#### What is needed
Retrieve all lines below that have the string "TextFragment".

#### Dataset extract
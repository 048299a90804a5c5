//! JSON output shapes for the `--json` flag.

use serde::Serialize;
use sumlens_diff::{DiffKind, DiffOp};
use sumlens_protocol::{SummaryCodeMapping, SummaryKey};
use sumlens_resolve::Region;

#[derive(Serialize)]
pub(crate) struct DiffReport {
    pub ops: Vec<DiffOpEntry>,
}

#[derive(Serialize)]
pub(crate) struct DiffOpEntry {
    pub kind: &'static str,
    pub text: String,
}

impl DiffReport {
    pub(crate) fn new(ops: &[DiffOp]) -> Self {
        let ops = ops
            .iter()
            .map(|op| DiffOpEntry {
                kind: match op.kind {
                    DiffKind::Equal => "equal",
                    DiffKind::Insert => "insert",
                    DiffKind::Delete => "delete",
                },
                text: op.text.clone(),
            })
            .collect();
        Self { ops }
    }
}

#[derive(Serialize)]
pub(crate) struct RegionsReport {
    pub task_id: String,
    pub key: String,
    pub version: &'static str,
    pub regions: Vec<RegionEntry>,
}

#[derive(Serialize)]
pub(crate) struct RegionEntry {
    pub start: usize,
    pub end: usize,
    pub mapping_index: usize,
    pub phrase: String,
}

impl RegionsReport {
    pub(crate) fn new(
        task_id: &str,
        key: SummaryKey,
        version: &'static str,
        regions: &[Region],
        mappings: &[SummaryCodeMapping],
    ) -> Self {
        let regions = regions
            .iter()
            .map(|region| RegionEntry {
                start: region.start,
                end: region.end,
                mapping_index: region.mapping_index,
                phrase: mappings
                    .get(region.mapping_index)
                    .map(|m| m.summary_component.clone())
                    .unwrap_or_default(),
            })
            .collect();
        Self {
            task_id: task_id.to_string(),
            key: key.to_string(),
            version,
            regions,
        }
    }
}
--
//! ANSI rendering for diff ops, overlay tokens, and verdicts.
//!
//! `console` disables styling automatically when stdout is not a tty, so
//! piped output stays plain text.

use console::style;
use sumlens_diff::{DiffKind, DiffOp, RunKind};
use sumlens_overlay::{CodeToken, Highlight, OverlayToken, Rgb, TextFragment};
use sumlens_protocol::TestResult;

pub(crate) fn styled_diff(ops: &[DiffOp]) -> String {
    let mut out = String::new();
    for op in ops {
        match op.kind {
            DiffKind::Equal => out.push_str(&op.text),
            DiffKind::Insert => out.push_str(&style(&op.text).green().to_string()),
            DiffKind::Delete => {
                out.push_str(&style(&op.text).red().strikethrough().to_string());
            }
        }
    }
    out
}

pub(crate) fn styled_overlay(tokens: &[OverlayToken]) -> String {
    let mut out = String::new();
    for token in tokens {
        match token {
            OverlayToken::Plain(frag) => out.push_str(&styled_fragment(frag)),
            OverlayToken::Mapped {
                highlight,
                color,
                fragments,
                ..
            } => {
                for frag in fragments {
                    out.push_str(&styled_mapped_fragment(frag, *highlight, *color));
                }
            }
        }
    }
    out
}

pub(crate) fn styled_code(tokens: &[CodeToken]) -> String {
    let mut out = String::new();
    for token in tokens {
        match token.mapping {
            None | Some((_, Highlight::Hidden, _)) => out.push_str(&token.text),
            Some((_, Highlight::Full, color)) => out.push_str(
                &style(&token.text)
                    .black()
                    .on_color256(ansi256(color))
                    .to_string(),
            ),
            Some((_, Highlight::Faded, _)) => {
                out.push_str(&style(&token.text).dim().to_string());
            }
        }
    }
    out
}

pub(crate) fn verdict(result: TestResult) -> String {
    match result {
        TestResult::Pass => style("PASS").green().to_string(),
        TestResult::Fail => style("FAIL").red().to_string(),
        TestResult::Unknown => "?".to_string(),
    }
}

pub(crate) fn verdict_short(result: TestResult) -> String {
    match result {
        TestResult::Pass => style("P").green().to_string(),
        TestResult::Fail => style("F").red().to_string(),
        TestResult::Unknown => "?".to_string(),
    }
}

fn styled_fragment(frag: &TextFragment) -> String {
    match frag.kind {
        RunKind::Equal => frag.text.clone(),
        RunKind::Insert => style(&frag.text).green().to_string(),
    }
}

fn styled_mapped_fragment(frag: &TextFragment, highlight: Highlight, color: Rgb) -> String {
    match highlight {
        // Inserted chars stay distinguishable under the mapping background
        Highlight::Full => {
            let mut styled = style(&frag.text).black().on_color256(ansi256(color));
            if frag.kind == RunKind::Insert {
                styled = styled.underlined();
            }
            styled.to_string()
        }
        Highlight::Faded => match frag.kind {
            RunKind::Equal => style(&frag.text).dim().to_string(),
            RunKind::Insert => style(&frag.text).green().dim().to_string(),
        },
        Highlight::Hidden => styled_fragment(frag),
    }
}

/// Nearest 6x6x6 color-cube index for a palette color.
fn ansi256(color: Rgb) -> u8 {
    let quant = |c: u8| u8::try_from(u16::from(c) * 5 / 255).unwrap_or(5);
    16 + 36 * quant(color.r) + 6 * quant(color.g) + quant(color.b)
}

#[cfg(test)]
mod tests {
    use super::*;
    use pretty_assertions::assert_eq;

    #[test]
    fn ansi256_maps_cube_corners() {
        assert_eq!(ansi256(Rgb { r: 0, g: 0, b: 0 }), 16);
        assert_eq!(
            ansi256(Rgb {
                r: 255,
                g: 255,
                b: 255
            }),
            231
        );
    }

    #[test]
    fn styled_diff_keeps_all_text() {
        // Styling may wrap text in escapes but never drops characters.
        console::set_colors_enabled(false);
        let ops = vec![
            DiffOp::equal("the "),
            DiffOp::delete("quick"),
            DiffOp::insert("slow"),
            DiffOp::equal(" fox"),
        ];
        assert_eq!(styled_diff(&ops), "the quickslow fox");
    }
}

#### The completed task
use sumlens_overlay::{CodeToken, Highlight, OverlayToken, Rgb, TextFragment};
fn styled_fragment(frag: &TextFragment) -> String {
fn styled_mapped_fragment(frag: &TextFragment, highlight: Highlight, color: Rgb) -> String {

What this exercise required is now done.